The record links to 1 condition, with Depression appearing as the primary indexed condition, and to 1 intervention — of which A mobile Health (mHealth) tool called 'DepWatch' is the first listed. Interventions can include drugs, devices, procedures, behavioral programs, or observational arms, and each is tracked as a separate registry field so that downstream queries can filter accurately. When a trial lists multiple interventions, it usually reflects a multi-arm design or a comparison protocol rather than a single treatment being tested in isolation. The brief summary published in the registry is the clearest source of protocol intent and should be read before drawing conclusions from any sidebar tags.
Geographic footprint matters for practical reasons: NCT06292221 reports 1 study location spanning 1 distinct geographic area — top geographies include Connecticut. A larger site network tends to correlate with broader recruitment capacity, but it does not imply anything about study quality, and site-level enrollment status can diverge from the overall registry status shown above. Every data point on this page comes from the public ClinicalTrials.gov dataset and is reproduced here for reference only; it is not a medical recommendation, an endorsement of the sponsor, or an invitation to enroll. Verify current status, eligibility criteria, and contact details directly at ClinicalTrials.gov, and discuss any participation decision with your own healthcare provider.
Frequently Asked Questions
What is clinical trial NCT06292221 about?
NCT06292221 is a clinical study titled "Personalized Depression Treatment Supported by Mobile Sensor Analytics". The current best practice guidelines for treating depression call for close monitoring of patients, and periodically adjusting treatment as needed. This present study seeks to develop and investigate an innovative digital system, DepWatch, that leverages mobile health technologies and machine learni...
What is the current status of trial NCT06292221?
This trial is currently completed.
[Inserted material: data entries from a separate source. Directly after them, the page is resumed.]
//! Scene geometry and the per-scene action catalog.

use serde::{Deserialize, Serialize};

use crate::value_objects::Vec2;

/// Rendering hint for an obstacle's outline.
///
/// Collision ignores the shape: ellipses collide with their bounding box.
#[derive(Debug, Clone, Copy, PartialEq, Eq, Serialize, Deserialize, Default)]
#[serde(rename_all = "snake_case")]
pub enum ObjectShape {
    #[default]
    Rectangle,
    Ellipse,
}

/// Ambient particle effect drawn over a scene.
#[derive(Debug, Clone, Copy, PartialEq, Eq, Serialize, Deserialize, Default)]
#[serde(rename_all = "snake_case")]
pub enum WeatherEffect {
    #[default]
    None,
    Rain,
    Fireflies,
    Sparkles,
}

impl WeatherEffect {
    pub fn is_animated(self) -> bool {
        !matches!(self, WeatherEffect::None)
    }
}

/// Static obstacle placed in a scene.
#[derive(Debug, Clone, PartialEq, Serialize, Deserialize)]
pub struct SceneObject {
    pub id: String,
    pub label: String,
    /// Center of the object
    pub position: Vec2,
    pub width: f32,
    pub height: f32,
    pub shape: ObjectShape,
    /// ARGB color, e.g. `0xFF6B4226`
    pub color: u32,
}

impl SceneObject {
    pub fn rect(
        id: impl Into<String>,
        label: impl Into<String>,
        position: Vec2,
        width: f32,
        height: f32,
        color: u32,
    ) -> Self {
        Self {
            id: id.into(),
            label: label.into(),
            position,
            width,
            height,
            shape: ObjectShape::Rectangle,
            color,
        }
    }

    pub fn ellipse(
        id: impl Into<String>,
        label: impl Into<String>,
        position: Vec2,
        width: f32,
        height: f32,
        color: u32,
    ) -> Self {
        Self {
            shape: ObjectShape::Ellipse,
            ..Self::rect(id, label, position, width, height, color)
        }
    }

    pub fn half_extents(&self) -> (f32, f32) {
        (self.width / 2.0, self.height / 2.0)
    }

    /// True when `point` lies strictly inside the bounding box grown by `padding`.
    pub fn padded_contains(&self, point: Vec2, padding: f32) -> bool {
        let (half_w, half_h) = self.half_extents();
        let half_w = half_w + padding;
        let half_h = half_h + padding;
        point.x > self.position.x - half_w
            && point.x < self.position.x + half_w
            && point.y > self.position.y - half_h
            && point.y < self.position.y + half_h
    }
}

/// Something the player can do to the NPC.
#[derive(Debug, Clone, PartialEq, Eq, Serialize, Deserialize)]
pub struct PlayerAction {
    pub id: String,
    pub label: String,
    pub icon: String,
    pub requires_proximity: bool,
}

impl PlayerAction {
    /// Action id used for free-text messages typed by the player.
    pub const FREE_TEXT_ID: &'static str = "say";

    pub fn new(id: impl Into<String>, label: impl Into<String>, icon: impl Into<String>) -> Self {
        Self {
            id: id.into(),
            label: label.into(),
            icon: icon.into(),
            requires_proximity: true,
        }
    }

    /// Wrap a typed message as an action whose label is the raw text.
    pub fn free_text(text: impl Into<String>) -> Self {
        Self::new(Self::FREE_TEXT_ID, text, "💬")
    }

    pub fn without_proximity(mut self) -> Self {
        self.requires_proximity = false;
        self
    }

    pub fn is_free_text(&self) -> bool {
        self.id == Self::FREE_TEXT_ID
    }
}

/// Everything needed to lay out one mission's play area.
#[derive(Debug, Clone, PartialEq, Serialize, Deserialize)]
pub struct SceneDefinition {
    pub background_color: u32,
    pub floor_color: u32,
    pub objects: Vec<SceneObject>,
    pub player_spawn: Vec2,
    pub npc_spawn: Vec2,
    pub weather: WeatherEffect,
    pub actions: Vec<PlayerAction>,
}

impl SceneDefinition {
    pub fn find_action(&self, action_id: &str) -> Option<&PlayerAction> {
        self.actions.iter().find(|a| a.id == action_id)
    }

    /// True when `point` collides with any obstacle's padded bounds.
    pub fn blocks(&self, point: Vec2, padding: f32) -> bool {
        self.objects.iter().any(|o| o.padded_contains(point, padding))
    }
}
It is a NA study. The enrollment target is 22 participants. The study started on 2024-04-04. Estimated completion is 2025-06-08.
What conditions does trial NCT06292221 study?
This clinical trial studies the following conditions: Depression. These conditions were identified from the trial registry and reflect the primary focus areas of the research.
What interventions are being tested in trial NCT06292221?
The interventions under investigation include: A mobile Health (mHealth) tool called 'DepWatch' (OTHER). Each intervention is being evaluated for safety and efficacy as part of this clinical study.
Who is sponsoring clinical trial NCT06292221?
This trial is sponsored by UConn Health, which has 176 total clinical trials registered on ClinicalTrials.gov. The sponsor is responsible for the study's design, funding, and regulatory compliance.
Where is trial NCT06292221 being conducted?
This trial has 1 study location across Connecticut. Contact the study sites directly through ClinicalTrials.gov for enrollment availability.
Learn More About Clinical Trials
How Clinical Trials Work
Understand phases 1-4, trial design, randomization, and the informed consent process.
Patient Rights in Clinical Trials
Your rights as a participant: consent, withdrawal, privacy, and who to contact.
Finding the Right Clinical Trial
A practical guide to searching trials, understanding eligibility, and evaluating options.
All Guides
Browse our complete library of clinical trial educational resources.
Read our methodology — how this data is sourced, computed, and verified.